InhibitWin duo: Rational design and structural insights into dual PARP/HDAC inhibitors for synergistic DNA repair disruption and epigenetic modulation.

Cancer persists as a major health burden, fueled not only by genetic mutations but also by profound epigenetic instability that rewires transcriptional programs and DNA repair networks. Among the most intensively studied epigenetic regulators are histone deacetylases (HDACs) and poly (ADP-ribose) polymerases (PARPs), whose dysregulation fosters genomic instability, unchecked proliferation, and therapeutic resistance.

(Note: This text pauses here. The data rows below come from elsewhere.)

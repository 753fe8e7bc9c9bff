//! 接続できない場合の代替メッセージ
//!
//! 固定のメッセージ列を一定の時間差で流す。Twitch接続失敗時のフォールバックと、
//! YouTubeが未設定の場合のシミュレーション表示に使う。

use async_trait::async_trait;
use std::collections::BTreeSet;
use std::time::Duration;
use tokio::task::JoinHandle;
use tokio_util::sync::CancellationToken;

use crate::adapter::{AdapterError, ChatAdapter, EventSink};
use crate::chat::types::now_millis;
use crate::chat::{ChatMessage, Platform};
use crate::notification::{Notification, NotificationSink};

/// 代替メッセージ1件分の定義
#[derive(Debug, Clone, PartialEq, Eq)]
pub struct PlaceholderMessage {
    pub username: &'static str,
    pub message: &'static str,
    pub color: &'static str,
    pub badge: Option<&'static str>,
    /// 開始からの遅延
    pub delay: Duration,
}

/// Twitch接続失敗時のメッセージ列（2秒間隔）
pub fn twitch_sequence() -> Vec<PlaceholderMessage> {
    let entries = [
        ("StreamerFan1", "Great stream! Kappa", "#ff6b6b"),
        ("ChatMod", "Welcome everyone!", "#4ecdc4"),
        ("Viewer123", "How are you doing today?", "#45b7d1"),
        ("EmoteUser", "PogChamp amazing content!", "#96ceb4"),
    ];

    entries
        .iter()
        .enumerate()
        .map(|(index, &(username, message, color))| PlaceholderMessage {
            username,
            message,
            color,
            badge: (index == 1).then_some("moderator"),
            delay: Duration::from_millis(index as u64 * 2000),
        })
        .collect()
}

/// YouTubeシミュレーション用のメッセージ列（6秒後から3秒間隔）
pub fn youtube_sequence() -> Vec<PlaceholderMessage> {
    let entries = [
        ("YouTubeFan", "Love this content!", "#ff0000"),
        ("Subscriber", "Been watching for years!", "#00ff00"),
        ("NewViewer", "First time here, loving it!", "#0000ff"),
    ];

    entries
        .iter()
        .enumerate()
        .map(|(index, &(username, message, color))| PlaceholderMessage {
            username,
            message,
            color,
            badge: (index == 1).then_some("member"),
            delay: Duration::from_millis((index as u64 + 2) * 3000),
        })
        .collect()
}

fn to_chat_message(platform: Platform, index: usize, entry: &PlaceholderMessage) -> ChatMessage {
    let now = now_millis();
    ChatMessage {
        id: format!("mock-{}-{}-{}", platform, now, index),
        platform,
        username: entry.username.to_string(),
        message: entry.message.to_string(),
        timestamp: now,
        color: Some(entry.color.to_string()),
        badges: entry.badge.map(str::to_string).into_iter().collect::<BTreeSet<_>>(),
        emotes: vec![],
    }
}

/// メッセージ列を時間差で送るタスクを起動
pub fn spawn_placeholder_feed(
    platform: Platform,
    sequence: Vec<PlaceholderMessage>,
    sink: EventSink,
    cancel: CancellationToken,
) -> JoinHandle<()> {
    tokio::spawn(async move {
        let started = tokio::time::Instant::now();
        let mut ordered: Vec<(usize, PlaceholderMessage)> = sequence.into_iter().enumerate().collect();
        ordered.sort_by_key(|(_, entry)| entry.delay);

        for (index, entry) in ordered {
            tokio::select! {
                _ = cancel.cancelled() => {
                    log::debug!("Placeholder feed for {} cancelled", platform);
                    return;
                }
                _ = tokio::time::sleep_until(started + entry.delay) => {
                    sink.message(to_chat_message(platform, index, &entry));
                }
            }
        }
    })
}

/// 固定メッセージ列を流すだけのアダプター
pub struct SimulatedFeed {
    platform: Platform,
    sequence: Vec<PlaceholderMessage>,
    sink: EventSink,
    cancel: Option<CancellationToken>,
    task: Option<JoinHandle<()>>,
}

impl SimulatedFeed {
    pub fn new(platform: Platform, sequence: Vec<PlaceholderMessage>, sink: EventSink) -> Self {
        Self {
            platform,
            sequence,
            sink,
            cancel: None,
            task: None,
        }
    }

    /// YouTube未設定時のシミュレーション
    pub fn youtube(sink: EventSink) -> Self {
        Self::new(Platform::YouTube, youtube_sequence(), sink)
    }
}

#[async_trait]
impl ChatAdapter for SimulatedFeed {
    fn platform(&self) -> Platform {
        self.platform
    }

    async fn initialize(&mut self) -> Result<(), AdapterError> {
        Ok(())
    }

    async fn start(&mut self) -> Result<(), AdapterError> {
        if self.is_running() {
            return Ok(());
        }

        let cancel = CancellationToken::new();
        self.task = Some(spawn_placeholder_feed(
            self.platform,
            self.sequence.clone(),
            self.sink.clone(),
            cancel.clone(),
        ));
        self.cancel = Some(cancel);

        self.sink.connection(self.platform, true);
        if self.platform == Platform::YouTube {
            self.sink.notify(Notification::info(
                "YouTube Chat Mock",
                "YouTube chat simulation active",
            ));
        }

        log::info!("Simulated {} feed started", self.platform);
        Ok(())
    }

    async fn stop(&mut self) {
        if let Some(cancel) = self.cancel.take() {
            cancel.cancel();
        }
        if let Some(task) = self.task.take() {
            let _ = task.await;
        }
        self.sink.connection(self.platform, false);
    }

    fn is_running(&self) -> bool {
        self.task.as_ref().is_some_and(|task| !task.is_finished())
    }
}
use thiserror::Error;

#[derive(Error, Debug, Clone, PartialEq, Eq)]
pub enum TwitchError {
    #[error("Invalid Twitch channel name: {0:?}")]
    InvalidChannel(String),

    #[error("Failed to join Twitch channel: {0}")]
    JoinFailed(String),

    #[error("Timed out waiting to join Twitch channel")]
    JoinTimeout,

    #[error("Twitch adapter not initialized")]
    NotInitialized,
}

impl From<TwitchError> for String {
    fn from(err: TwitchError) -> String {
        err.to_string()
    }
}
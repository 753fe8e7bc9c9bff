// =============================================================================
// メッセージバッファ
// =============================================================================
// 各アダプターから届くメッセージを保留キューに溜め、一定間隔のフラッシュで
// 表示リストへ到着順にまとめて反映する。表示リストは最大件数を超えると
// 先頭（最も古いもの）から切り詰める。
// =============================================================================

use std::collections::VecDeque;
use std::future::Future;
use std::sync::atomic::{AtomicU64, Ordering};
use std::sync::{Arc, Mutex, MutexGuard};
use std::time::Duration;
use tokio::task::JoinHandle;
use tokio_util::sync::CancellationToken;

use super::types::ChatMessage;
use crate::config::{MAX_MESSAGES, MAX_PENDING_MESSAGES};

#[derive(Debug, Default)]
struct BufferInner {
    pending: VecDeque<ChatMessage>,
    display: VecDeque<ChatMessage>,
}

/// 保留キューと表示リストを一体で管理するバッファ
///
/// 両方を同じロックで保護するため、`flush` と `clear` が途中で交錯することはない。
/// クローンは同じバッファを指すハンドルになる。
#[derive(Debug, Clone)]
pub struct MessageBuffer {
    inner: Arc<Mutex<BufferInner>>,
    max_messages: usize,
    max_pending: usize,
    dropped: Arc<AtomicU64>,
}

impl MessageBuffer {
    pub fn new() -> Self {
        Self::with_limits(MAX_MESSAGES, MAX_PENDING_MESSAGES)
    }

    /// 表示上限と保留上限を指定して作成
    pub fn with_limits(max_messages: usize, max_pending: usize) -> Self {
        Self {
            inner: Arc::new(Mutex::new(BufferInner::default())),
            max_messages: max_messages.max(1),
            max_pending: max_pending.max(1),
            dropped: Arc::new(AtomicU64::new(0)),
        }
    }

    fn lock(&self) -> MutexGuard<'_, BufferInner> {
        // 保持中にパニックする処理はないため、ポイズンされても中身はそのまま使える
        self.inner.lock().unwrap_or_else(|poisoned| poisoned.into_inner())
    }

    /// 保留キューへ追加（ブロックしない）
    ///
    /// 保留上限を超えた場合は最も古い保留メッセージを破棄し、破棄数を加算する
    pub fn enqueue(&self, message: ChatMessage) {
        let mut inner = self.lock();
        if inner.pending.len() >= self.max_pending {
            if let Some(lost) = inner.pending.pop_front() {
                let total = self.dropped.fetch_add(1, Ordering::Relaxed) + 1;
                log::warn!(
                    "Pending queue full ({}), dropped message {} (total dropped: {})",
                    self.max_pending,
                    lost.id,
                    total
                );
            }
        }
        inner.pending.push_back(message);
    }

    /// 保留中のメッセージを全て表示リストへ移す
    ///
    /// 反映されたメッセージ（到着順）を返す。保留が空なら空のVecを返す。
    pub fn flush(&self) -> Vec<ChatMessage> {
        let mut inner = self.lock();
        if inner.pending.is_empty() {
            return Vec::new();
        }

        let batch: Vec<ChatMessage> = inner.pending.drain(..).collect();
        inner.display.extend(batch.iter().cloned());

        // 最新max件のみ残す
        let overflow = inner.display.len().saturating_sub(self.max_messages);
        if overflow > 0 {
            inner.display.drain(..overflow);
        }

        batch
    }

    /// 保留キューと表示リストを同時に空にする
    pub fn clear(&self) {
        let mut inner = self.lock();
        inner.pending.clear();
        inner.display.clear();
    }

    /// 表示リストのスナップショット（古い順）
    pub fn messages(&self) -> Vec<ChatMessage> {
        self.lock().display.iter().cloned().collect()
    }

    pub fn len(&self) -> usize {
        self.lock().display.len()
    }

    pub fn is_empty(&self) -> bool {
        self.lock().display.is_empty()
    }

    pub fn pending_len(&self) -> usize {
        self.lock().pending.len()
    }

    /// 保留上限超過で破棄されたメッセージ数
    pub fn dropped_count(&self) -> u64 {
        self.dropped.load(Ordering::Relaxed)
    }
}

impl Default for MessageBuffer {
    fn default() -> Self {
        Self::new()
    }
}

/// 一定間隔でフラッシュするタスクを起動
///
/// フラッシュで反映があった場合のみ `on_flush` を呼ぶ。
/// `cancel` がキャンセルされるとタスクは終了する。
pub fn spawn_flush_task<F, Fut>(
    buffer: MessageBuffer,
    interval: Duration,
    cancel: CancellationToken,
    on_flush: F,
) -> JoinHandle<()>
where
    F: Fn(Vec<ChatMessage>) -> Fut + Send + Sync + 'static,
    Fut: Future<Output = ()> + Send,
{
    tokio::spawn(async move {
        let mut ticker = tokio::time::interval(interval);
        ticker.set_missed_tick_behavior(tokio::time::MissedTickBehavior::Delay);

        loop {
            tokio::select! {
                _ = cancel.cancelled() => break,
                _ = ticker.tick() => {
                    let batch = buffer.flush();
                    if !batch.is_empty() {
                        log::debug!("Flushed {} messages", batch.len());
                        on_flush(batch).await;
                    }
                }
            }
        }

        log::info!("Flush task ended");
    })
}
//! YouTubeライブチャット（中継APIのポーリング）

pub mod client;
pub mod errors;
pub mod poller;
pub mod state;
pub mod types;

#[cfg(test)]
pub(crate) mod fake;

pub use client::{LiveChatApi, YouTubeChatClient};
pub use errors::YouTubeError;
pub use poller::{PollerPhase, YouTubeChatPoller};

Pharmacological inhibition of HDACs or PARPs alone has achieved meaningful advances, yet intrinsic and acquired resistance, limited tumor selectivity, and relapse remain formidable barriers to durable efficacy. To address these challenges, attention has shifted toward rational combination strategies and, more recently, to the development of dual inhibitors. By integrating key pharmacophoric features from both HDAC and PARP inhibitors, these hybrids are designed to achieve balanced target engagement within a single scaffold, thereby maximizing synergy while reducing pharmacokinetic complexity. Mechanistically, dual blockade disrupts DNA repair fidelity, induces chromatin relaxation, and amplifies apoptotic signaling, thereby producing antitumor effects that exceed those of monotherapy. While this paradigm offers substantial promise, it is not without limitations, including potential off-target toxicity, challenges in optimizing linker chemistry, and the need for precise structure-activity relationship (SAR) refinement. This review consolidates structural, mechanistic, and SAR insights, emphasizing how dual HDAC/PARP inhibition represents a next-generation therapeutic strategy poised to overcome resistance and broaden the spectrum of effective cancer interventions.